Il y a une certaine mélancolie dans ce film, qui présente une bande d’amis dont deux ont fini leurs études et vont poursuivre à l’université leur parcours, et deux autres qui doivent rester dans la ville de Modesto. C’est leur dernière nuit ensemble, mais chacun suit un chemin différent, avant de se retrouver pour déterminer leur sort.


Curt est un de ceux qui ont été acceptés à l’université, il a même obtenu une bourse. Mais il ne sait pas vraiment s’il doit sauter le pas. Il part en quête d’une mystérieuse blonde au volant, et rencontrera aussi un gang de loubards, les Pharaons. Steve aussi doit partir, mais il sort avec Laurie. C’est le bon exemple, un élève studieux et populaire, mais son couple le retient à Modesto. Terry dit «the Toad » en VO est le copain moche mais sympa. Steve lui confie sa belle voiture avant de partir, et Terry en profitera pour s’inventer une vie moins ingrate. John est la petite brute du coin, mais aussi un bon ami pour qui le mérite et un pilote hors pair au volant de sa voiture customisée. Mais il sent qu’une page se tourne, il est lassé de sa réputation. Il se retrouve avec Carol, une jeune adolescente, qu’il va accepter malgré leurs caractères bien différents.

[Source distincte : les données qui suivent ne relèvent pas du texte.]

use serde::Deserialize;
use std::fs;
use std::path::{Path, PathBuf};

use tracing::{debug, warn};

use crate::error::AppError;

#[derive(Debug, Clone, Copy, Default, Deserialize, PartialEq, Eq)]
#[serde(rename_all = "lowercase")]
pub(crate) enum ConfigWeekStart {
    #[default]
    Monday,
    Sunday,
}

#[derive(Debug, Default, Deserialize)]
#[serde(deny_unknown_fields)]
pub(crate) struct SourceConfig {
    /// Command line that prints the session list as JSON
    #[serde(default)]
    pub(crate) command: Option<Vec<String>>,
    /// HTTP endpoint returning the session list
    #[serde(default)]
    pub(crate) url: Option<String>,
    /// Saved session list (mostly for testing and replay)
    #[serde(default)]
    pub(crate) file: Option<PathBuf>,
    #[serde(default)]
    pub(crate) timeout_secs: Option<u64>,
}

#[derive(Debug, Default, Deserialize)]
#[serde(deny_unknown_fields)]
pub(crate) struct Config {
    #[serde(default)]
    pub(crate) data_dir: Option<PathBuf>,
    #[serde(default)]
    pub(crate) lock_path: Option<PathBuf>,
    #[serde(default)]
    pub(crate) lock_timeout_secs: Option<f64>,
    #[serde(default)]
    pub(crate) pricing_file: Option<PathBuf>,
    #[serde(default)]
    pub(crate) week_start: Option<ConfigWeekStart>,
    #[serde(default)]
    pub(crate) no_color: bool,
    #[serde(default)]
    pub(crate) source: SourceConfig,
}

impl Config {
    /// Load from an explicit path; a missing or invalid file is an error
    pub(crate) fn load_from(path: &Path) -> Result<Self, AppError> {
        let content = fs::read_to_string(path)
            .map_err(|e| AppError::Config(format!("cannot read {}: {e}", path.display())))?;
        let config = toml::from_str::<Config>(&content)
            .map_err(|e| AppError::Config(format!("cannot parse {}: {e}", path.display())))?;
        debug!("Loaded config from {}", path.display());
        Ok(config)
    }

    /// Search the default locations; unreadable files are skipped with a warning
    pub(crate) fn load() -> Self {
        // Try config locations in order of priority
        for path in Self::get_config_paths() {
            if path.exists()
                && let Ok(content) = fs::read_to_string(&path)
            {
                match toml::from_str::<Config>(&content) {
                    Ok(config) => {
                        debug!("Loaded config from {}", path.display());
                        return config;
                    }
                    Err(e) => {
                        warn!("Failed to parse {}: {}", path.display(), e);
                    }
                }
            }
        }

        Self::default()
    }

    fn get_config_paths() -> Vec<PathBuf> {
        let mut paths = Vec::new();

        // 1. XDG config: ~/.config/sessionstats/config.toml (Linux/cross-platform)
        if let Some(home) = dirs::home_dir() {
            paths.push(home.join(".config").join("sessionstats").join("config.toml"));
        }

        // 2. macOS Application Support: ~/Library/Application Support/sessionstats/config.toml
        if let Some(config_dir) = dirs::config_dir() {
            let macos_path = config_dir.join("sessionstats").join("config.toml");
            if !paths.contains(&macos_path) {
                paths.push(macos_path);
            }
        }

        // 3. Home directory: ~/.sessionstats.toml
        if let Some(home) = dirs::home_dir() {
            paths.push(home.join(".sessionstats.toml"));
        }

        paths
    }
}

/// Default snapshot directory: `<data dir>/sessionstats/snapshots`
pub(crate) fn default_data_dir() -> PathBuf {
    dirs::data_dir()
        .or_else(|| dirs::home_dir().map(|h| h.join(".local").join("share")))
        .unwrap_or_else(std::env::temp_dir)
        .join("sessionstats")
        .join("snapshots")
}

#[cfg(test)]
mod tests {
    use super::*;

    #[test]
    fn test_config_paths() {
        let paths = Config::get_config_paths();
        assert!(paths.iter().all(|p| p.to_string_lossy().contains("sessionstats")));
    }

    #[test]
    fn parses_full_config() {
        let config: Config = toml::from_str(
            r#"
data_dir = "/var/lib/sessionstats"
lock_timeout_secs = 2.5
week_start = "sunday"

[source]
command = ["openclaw", "sessions", "--json"]
timeout_secs = 5
"#,
        )
        .unwrap();
        assert_eq!(config.data_dir, Some(PathBuf::from("/var/lib/sessionstats")));
        assert_eq!(config.lock_timeout_secs, Some(2.5));
        assert_eq!(config.week_start, Some(ConfigWeekStart::Sunday));
        assert_eq!(
            config.source.command.as_deref(),
            Some(&["openclaw".to_string(), "sessions".to_string(), "--json".to_string()][..])
        );
    }

    #[test]
    fn empty_config_is_default() {
        let config: Config = toml::from_str("").unwrap();
        assert!(config.data_dir.is_none());
        assert!(config.source.url.is_none());
    }

    #[test]
    fn unknown_keys_are_rejected() {
        assert!(toml::from_str::<Config>("data_directory = \"x\"").is_err());
    }

    #[test]
    fn load_from_missing_file_is_config_error() {
        let err = Config::load_from(Path::new("/nonexistent/config.toml")).unwrap_err();
        assert!(matches!(err, AppError::Config(_)));
    }

    #[test]
    fn default_data_dir_ends_with_snapshots() {
        assert!(default_data_dir().ends_with("sessionstats/snapshots"));
    }
}
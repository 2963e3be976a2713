use chrono::NaiveDate;
use tracing::debug;

use crate::cli::{Cli, Commands};
use crate::core::{Aggregator, DateFilter, LockSettings, SnapshotStore};
use crate::error::AppError;
use crate::output::{
    TableOptions, output_history_json, output_pricing_json, output_report_json,
    output_snapshot_json, print_history_table, print_pricing_table, print_report_table,
    print_snapshot_confirmation,
};
use crate::pricing::PricingTable;
use crate::source::{BoxedSource, build_source};
use crate::utils::{month_start, parse_date};

/// Everything a command needs, resolved once from CLI flags and config
pub(crate) struct CommandContext<'a> {
    pub(crate) cli: &'a Cli,
    pub(crate) store: SnapshotStore,
    pub(crate) pricing: PricingTable,
    pub(crate) lock: LockSettings,
    pub(crate) source: BoxedSource,
    pub(crate) today: NaiveDate,
}

impl<'a> CommandContext<'a> {
    pub(crate) fn from_cli(cli: &'a Cli) -> Result<Self, AppError> {
        let today = cli.today()?;
        let pricing = PricingTable::load(cli.pricing_file.as_deref())?;
        let lock = cli.lock_settings()?;
        let spec = cli.source_spec();
        debug!("Session source: {spec:?}");
        let source = build_source(&spec)?;
        let store = SnapshotStore::new(cli.data_dir());
        debug!(
            "Snapshot dir {}, lock {}, today {today}",
            store.dir().display(),
            lock.path.display()
        );
        Ok(Self {
            cli,
            store,
            pricing,
            lock,
            source,
            today,
        })
    }

    fn aggregator(&self) -> Aggregator<'_> {
        Aggregator::new(self.source.as_ref(), &self.store, &self.pricing, &self.lock)
            .with_first_weekday(self.cli.first_weekday())
    }

    fn table_options(&self) -> TableOptions {
        TableOptions {
            use_color: self.cli.use_color(),
        }
    }
}

pub(crate) fn run(cli: &Cli) -> Result<(), AppError> {
    match Commands::or_default(cli.command.clone()) {
        Commands::Report => handle_report(&CommandContext::from_cli(cli)?),
        Commands::Snapshot => handle_snapshot(&CommandContext::from_cli(cli)?),
        Commands::History { since, until } => handle_history(
            &CommandContext::from_cli(cli)?,
            since.as_deref(),
            until.as_deref(),
        ),
        // Listing the table needs no store, lock or source
        Commands::Pricing => handle_pricing(cli),
    }
}

fn handle_report(ctx: &CommandContext<'_>) -> Result<(), AppError> {
    let report = ctx.aggregator().report(ctx.today)?;
    if ctx.cli.json {
        println!("{}", output_report_json(&report));
    } else {
        print_report_table(&report, ctx.table_options());
    }
    Ok(())
}

fn handle_snapshot(ctx: &CommandContext<'_>) -> Result<(), AppError> {
    let outcome = ctx.aggregator().snapshot(ctx.today)?;
    if ctx.cli.json {
        println!("{}", output_snapshot_json(&outcome));
    } else {
        print_snapshot_confirmation(&outcome);
    }
    Ok(())
}

fn handle_history(
    ctx: &CommandContext<'_>,
    since: Option<&str>,
    until: Option<&str>,
) -> Result<(), AppError> {
    let since = since
        .map(parse_date)
        .transpose()?
        .unwrap_or_else(|| month_start(ctx.today));
    let until = until.map(parse_date).transpose()?.unwrap_or(ctx.today);
    if since > until {
        return Err(AppError::Config(format!(
            "--since {since} is after --until {until}"
        )));
    }

    let (days, warnings) = ctx.aggregator().history(DateFilter::new(since, until))?;
    if ctx.cli.json {
        println!("{}", output_history_json(&days, &warnings));
    } else if days.is_empty() {
        println!("No snapshots stored between {since} and {until}.");
    } else {
        print_history_table(&days, ctx.table_options());
    }
    Ok(())
}

fn handle_pricing(cli: &Cli) -> Result<(), AppError> {
    let pricing = &PricingTable::load(cli.pricing_file.as_deref())?;
    if cli.json {
        println!("{}", output_pricing_json(pricing));
    } else {
        print_pricing_table(
            pricing,
            TableOptions {
                use_color: cli.use_color(),
            },
        );
    }
    Ok(())
}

Chaque personnage semble si plausible, qu’on peut imaginer qu’untel aurait pu être le héros de son propre film. C’est particulièrement vrai pour John, qui est un personnage aux nuances assez fines, dont la virilité doit masquer la mélancolie rappelle évidemment James Dean. Il est interprété par Paul Le Mat, incroyable dans ce rôle. Mais la plupart des autres acteurs, de jeunes premiers, ont été bien choisis, à l’image de Ron Howard, Richard Dreyfus, Cindy Williams ou Mackenzie Phillips. Tous leurs rôles partagent la même inquiétude, ce que cela implique de grandir : rester sur place ou découvrir le monde, quitter ses amis et ses amours pour de nouvelles relations, ou apprendre à s’accepter plutôt que de continuer à se mentir. Le film présente ces adolescents comme face à leurs propres choix, leurs parents étant absents du récit.


Les interrogations du film sont celles aussi d’un regard posé sur le passé. Pour George Lucas, ces années sont des années heureuses, qui n’ont pas encore connu la guerre du Vietnam, la mort de Kennedy et la contre-culture. C’est en voyant ce qui constituait son passé disparaître que George Lucas a voulu faire ce film, pour le faire revivre, presque comme un documentaire.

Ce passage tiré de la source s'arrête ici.